Release form e tilmorphine hydrochloride: powder and tablets of 0.015 g. List A.

Recipe example e tilmorphine hydrochloride in Latin:

Rp.: Aethylmorphini hydrochloridi 0.015

D.t. d. No. 10 in tab.

S. 1 tablet 3 times a day.

INDALGIN- consists of ethylmorphine hydrochloride and indomethacin. Indalgin has a wide spectrum of action and high analgesic activity. when prescribing indalgin, the risk of drug dependence is minimized. Indalgin release form: capsules (Orion-farmos, Finland).

PROMEDOL- has a pronounced analgesic effect, but less strong than morphine. Promedol has a weaker effect on the centers: respiratory, emetic and vagus nerve. Promedol has an antispasmodic effect on the smooth muscles of the internal organs, and therefore it is advisable to use promedol for renal and hepatic colic. Promedol strengthens the rhythmic contractions of the uterus while relaxing its lower parts (promedol is used in obstetric practice to relieve pain and speed up labor). Side effects and contraindications for use are the same as for Omnopon.

Promedol release form: powder; tablets of 0.025 g; ampoules and syringe-tubes of 1 ml of 1% and 2% solutions. List A.
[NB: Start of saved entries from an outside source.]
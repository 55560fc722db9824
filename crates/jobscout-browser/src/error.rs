use thiserror::Error;

pub type Result<T> = std::result::Result<T, BrowserError>;

#[derive(Debug, Error)]
pub enum BrowserError {
    #[error("chromium error: {0}")]
    ChromiumError(String),

    #[error("browser executable not found at {0}")]
    ExecutableNotFound(String),

    #[error("navigation failed: {0}")]
    NavigationError(String),

    #[error("selector not found: {0}")]
    SelectorNotFound(String),

    #[error("timeout: {0}")]
    Timeout(String),
}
An example of a promedol recipe in Latin:

Rp.: Sol. Promedoli 1% 1 mi.

D.t. d. N. 10 ampull.

S. 1 ml subcutaneously (intramuscularly) 1-2 times a day.

fentanyl- released in the form of citrate. Fentanyl has a strong, but short-lived (up to 30 minutes) analgesic effect, which is 100 times greater than that of morphine, but more pronounced than morphine, it depresses the respiratory center. Fentanyl in combination with the neuroleptic droperidol is used for neuroleptanalgesia (pain relief without turning off consciousness). Fentanyl is also used for severe pain of various origins: renal, hepatic colic, postoperative pain, etc. Fentanyl can develop addiction and drug dependence!

Release form of fentanyl: 2 ml ampoules of 0.005% solution. List A.

Recipe example f entanyl in latin:

Rp.: Sol. Phentanyli 0.005% 2ml

D.t. d. N. 3 in amp.

S. 1 ml intravenously (intramuscularly) for renal colic.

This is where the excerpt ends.